[Records from a collection]
══════════════════════════════

// Top-level error taxonomy. Configuration problems are fatal at startup;
// transport and decode failures in the steady state are handled at the
// call site and never unwind the front-end loops.

use thiserror::Error;

use crate::config::ConfigError;
use crate::link::LinkError;

#[derive(Debug, Error)]
pub enum BridgeError {
    #[error(transparent)]
    Config(#[from] ConfigError),

    #[error(transparent)]
    Link(#[from] LinkError),

    #[error("serial port error: {0}")]
    Serial(#[from] serialport::Error),

    #[error("io error: {0}")]
    Io(#[from] std::io::Error),

    #[error("failed to install signal handler: {0}")]
    Signal(#[from] ctrlc::Error),
}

══════════════════════════════

_Task directions_
The records must be given again in full, exactly as they were written.

_Solution to this exercise_
// Top-level error taxonomy. Configuration problems are fatal at startup;
// transport and decode failures in the steady state are handled at the
// call site and never unwind the front-end loops.

use thiserror::Error;

use crate::config::ConfigError;
use crate::link::LinkError;

#[derive(Debug, Error)]
pub enum BridgeError {
    #[error(transparent)]
    Config(#[from] ConfigError),

    #[error(transparent)]
    Link(#[from] LinkError),

    #[error("serial port error: {0}")]
    Serial(#[from] serialport::Error),

    #[error("io error: {0}")]
    Io(#[from] std::io::Error),

    #[error("failed to install signal handler: {0}")]
    Signal(#[from] ctrlc::Error),
}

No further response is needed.